--- MATERIAL FOR THE TASK ---

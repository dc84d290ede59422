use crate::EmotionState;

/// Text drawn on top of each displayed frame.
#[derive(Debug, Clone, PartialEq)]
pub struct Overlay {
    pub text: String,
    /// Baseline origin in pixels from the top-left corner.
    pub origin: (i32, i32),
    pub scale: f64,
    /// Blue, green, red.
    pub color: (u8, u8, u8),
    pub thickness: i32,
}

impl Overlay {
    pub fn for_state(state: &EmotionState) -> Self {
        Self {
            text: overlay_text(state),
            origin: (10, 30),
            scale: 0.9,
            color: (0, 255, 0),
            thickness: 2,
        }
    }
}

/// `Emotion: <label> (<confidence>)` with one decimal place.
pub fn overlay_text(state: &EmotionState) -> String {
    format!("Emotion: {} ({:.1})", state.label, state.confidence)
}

==

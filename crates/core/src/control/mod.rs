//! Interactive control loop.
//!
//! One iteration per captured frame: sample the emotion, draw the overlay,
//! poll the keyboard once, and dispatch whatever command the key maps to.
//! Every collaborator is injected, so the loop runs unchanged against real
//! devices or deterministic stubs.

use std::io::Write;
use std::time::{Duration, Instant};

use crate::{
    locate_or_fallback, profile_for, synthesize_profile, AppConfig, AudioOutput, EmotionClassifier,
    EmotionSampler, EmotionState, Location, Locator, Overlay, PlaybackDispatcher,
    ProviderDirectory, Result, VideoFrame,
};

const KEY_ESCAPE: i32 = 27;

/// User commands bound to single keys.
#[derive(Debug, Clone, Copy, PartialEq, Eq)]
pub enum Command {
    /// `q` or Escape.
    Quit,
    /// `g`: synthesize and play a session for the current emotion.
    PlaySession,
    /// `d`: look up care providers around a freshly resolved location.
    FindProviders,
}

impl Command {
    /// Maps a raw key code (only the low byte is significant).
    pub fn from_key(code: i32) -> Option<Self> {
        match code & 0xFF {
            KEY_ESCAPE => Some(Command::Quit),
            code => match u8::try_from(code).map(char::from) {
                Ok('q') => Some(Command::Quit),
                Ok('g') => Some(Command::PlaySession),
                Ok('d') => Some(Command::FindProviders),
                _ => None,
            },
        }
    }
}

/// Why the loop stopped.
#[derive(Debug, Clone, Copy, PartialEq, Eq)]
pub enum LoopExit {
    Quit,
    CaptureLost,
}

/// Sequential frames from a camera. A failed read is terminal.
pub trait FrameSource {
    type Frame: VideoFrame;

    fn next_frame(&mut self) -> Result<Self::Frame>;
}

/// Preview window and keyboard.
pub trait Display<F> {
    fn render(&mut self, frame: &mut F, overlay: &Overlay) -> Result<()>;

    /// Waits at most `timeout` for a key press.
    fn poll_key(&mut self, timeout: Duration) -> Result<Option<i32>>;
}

==

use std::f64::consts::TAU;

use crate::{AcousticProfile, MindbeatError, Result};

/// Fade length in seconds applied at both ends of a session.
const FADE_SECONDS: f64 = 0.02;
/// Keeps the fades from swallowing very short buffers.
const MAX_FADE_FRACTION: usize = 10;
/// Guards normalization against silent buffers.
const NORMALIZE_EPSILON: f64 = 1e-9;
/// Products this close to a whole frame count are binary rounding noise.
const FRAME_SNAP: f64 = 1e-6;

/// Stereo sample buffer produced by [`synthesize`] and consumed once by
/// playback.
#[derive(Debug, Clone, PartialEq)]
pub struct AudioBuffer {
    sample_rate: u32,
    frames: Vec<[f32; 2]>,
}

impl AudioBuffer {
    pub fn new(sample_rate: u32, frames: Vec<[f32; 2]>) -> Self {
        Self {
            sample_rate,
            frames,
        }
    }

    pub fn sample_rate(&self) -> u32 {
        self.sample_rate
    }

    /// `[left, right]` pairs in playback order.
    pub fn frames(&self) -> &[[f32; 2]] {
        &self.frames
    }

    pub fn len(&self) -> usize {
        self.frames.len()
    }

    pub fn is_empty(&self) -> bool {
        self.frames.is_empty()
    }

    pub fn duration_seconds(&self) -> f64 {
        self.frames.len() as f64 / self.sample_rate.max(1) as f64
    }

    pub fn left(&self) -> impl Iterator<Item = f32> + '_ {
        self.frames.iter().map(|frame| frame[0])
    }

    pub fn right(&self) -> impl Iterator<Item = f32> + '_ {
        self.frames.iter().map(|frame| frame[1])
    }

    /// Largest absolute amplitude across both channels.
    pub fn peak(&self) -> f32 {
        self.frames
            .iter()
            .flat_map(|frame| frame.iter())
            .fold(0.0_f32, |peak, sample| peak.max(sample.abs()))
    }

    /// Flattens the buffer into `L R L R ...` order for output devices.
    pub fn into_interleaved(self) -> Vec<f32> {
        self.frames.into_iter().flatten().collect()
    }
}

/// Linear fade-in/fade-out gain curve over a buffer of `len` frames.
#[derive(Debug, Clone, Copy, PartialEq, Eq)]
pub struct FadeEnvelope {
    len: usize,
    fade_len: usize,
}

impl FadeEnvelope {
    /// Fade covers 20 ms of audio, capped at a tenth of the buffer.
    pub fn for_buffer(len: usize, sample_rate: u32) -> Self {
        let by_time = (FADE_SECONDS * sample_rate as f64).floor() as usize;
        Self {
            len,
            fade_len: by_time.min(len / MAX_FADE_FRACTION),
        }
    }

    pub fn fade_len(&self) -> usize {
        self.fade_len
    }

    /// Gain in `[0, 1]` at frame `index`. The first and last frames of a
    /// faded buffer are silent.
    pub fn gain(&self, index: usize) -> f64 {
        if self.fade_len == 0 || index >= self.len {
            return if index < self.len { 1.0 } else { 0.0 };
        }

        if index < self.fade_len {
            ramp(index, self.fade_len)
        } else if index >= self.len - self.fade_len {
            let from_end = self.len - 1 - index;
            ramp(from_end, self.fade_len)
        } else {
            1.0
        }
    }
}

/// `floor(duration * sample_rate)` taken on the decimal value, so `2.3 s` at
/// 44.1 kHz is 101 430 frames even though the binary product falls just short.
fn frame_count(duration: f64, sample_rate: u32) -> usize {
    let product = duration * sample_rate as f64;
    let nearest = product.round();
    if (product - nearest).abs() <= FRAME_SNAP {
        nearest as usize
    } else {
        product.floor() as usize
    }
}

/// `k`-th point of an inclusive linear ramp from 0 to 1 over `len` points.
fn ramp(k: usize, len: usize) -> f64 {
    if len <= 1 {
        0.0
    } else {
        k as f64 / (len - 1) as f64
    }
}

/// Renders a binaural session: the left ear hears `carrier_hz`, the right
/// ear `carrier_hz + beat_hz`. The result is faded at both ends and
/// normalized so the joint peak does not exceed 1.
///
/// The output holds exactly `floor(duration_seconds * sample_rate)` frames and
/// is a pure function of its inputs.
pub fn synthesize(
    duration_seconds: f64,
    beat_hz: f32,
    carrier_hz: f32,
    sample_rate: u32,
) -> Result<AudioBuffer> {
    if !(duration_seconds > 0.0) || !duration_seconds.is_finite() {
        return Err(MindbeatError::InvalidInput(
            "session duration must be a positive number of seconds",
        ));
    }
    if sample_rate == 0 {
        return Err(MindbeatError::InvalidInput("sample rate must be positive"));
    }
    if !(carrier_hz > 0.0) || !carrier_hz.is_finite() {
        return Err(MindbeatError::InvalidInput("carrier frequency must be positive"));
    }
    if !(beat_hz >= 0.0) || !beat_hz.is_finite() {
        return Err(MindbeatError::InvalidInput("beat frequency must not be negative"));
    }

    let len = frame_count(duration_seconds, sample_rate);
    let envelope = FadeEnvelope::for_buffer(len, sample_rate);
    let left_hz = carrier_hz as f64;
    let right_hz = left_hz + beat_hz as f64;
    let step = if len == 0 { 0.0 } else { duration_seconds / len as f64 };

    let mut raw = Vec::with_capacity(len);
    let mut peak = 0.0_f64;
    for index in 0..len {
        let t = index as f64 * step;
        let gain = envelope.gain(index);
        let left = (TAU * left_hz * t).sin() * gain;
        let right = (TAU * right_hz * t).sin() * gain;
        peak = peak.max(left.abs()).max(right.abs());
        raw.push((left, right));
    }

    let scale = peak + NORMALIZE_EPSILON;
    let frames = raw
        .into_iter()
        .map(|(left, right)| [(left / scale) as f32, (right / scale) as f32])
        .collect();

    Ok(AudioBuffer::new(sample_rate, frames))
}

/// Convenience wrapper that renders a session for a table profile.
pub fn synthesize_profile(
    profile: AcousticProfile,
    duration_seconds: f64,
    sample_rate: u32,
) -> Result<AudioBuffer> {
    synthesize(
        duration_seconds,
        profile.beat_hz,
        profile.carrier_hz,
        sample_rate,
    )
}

--- WORK REQUEST ---
Copy only this part of the entries above: the line with "ramp(index, self.fade_len)", the line with "taken on the", and the lines between, all exactly as written.

--- RESULT OF THE EXERCISE ---
            ramp(index, self.fade_len)
        } else if index >= self.len - self.fade_len {
            let from_end = self.len - 1 - index;
            ramp(from_end, self.fade_len)
        } else {
            1.0
        }
    }
}

/// `floor(duration * sample_rate)` taken on the decimal value, so `2.3 s` at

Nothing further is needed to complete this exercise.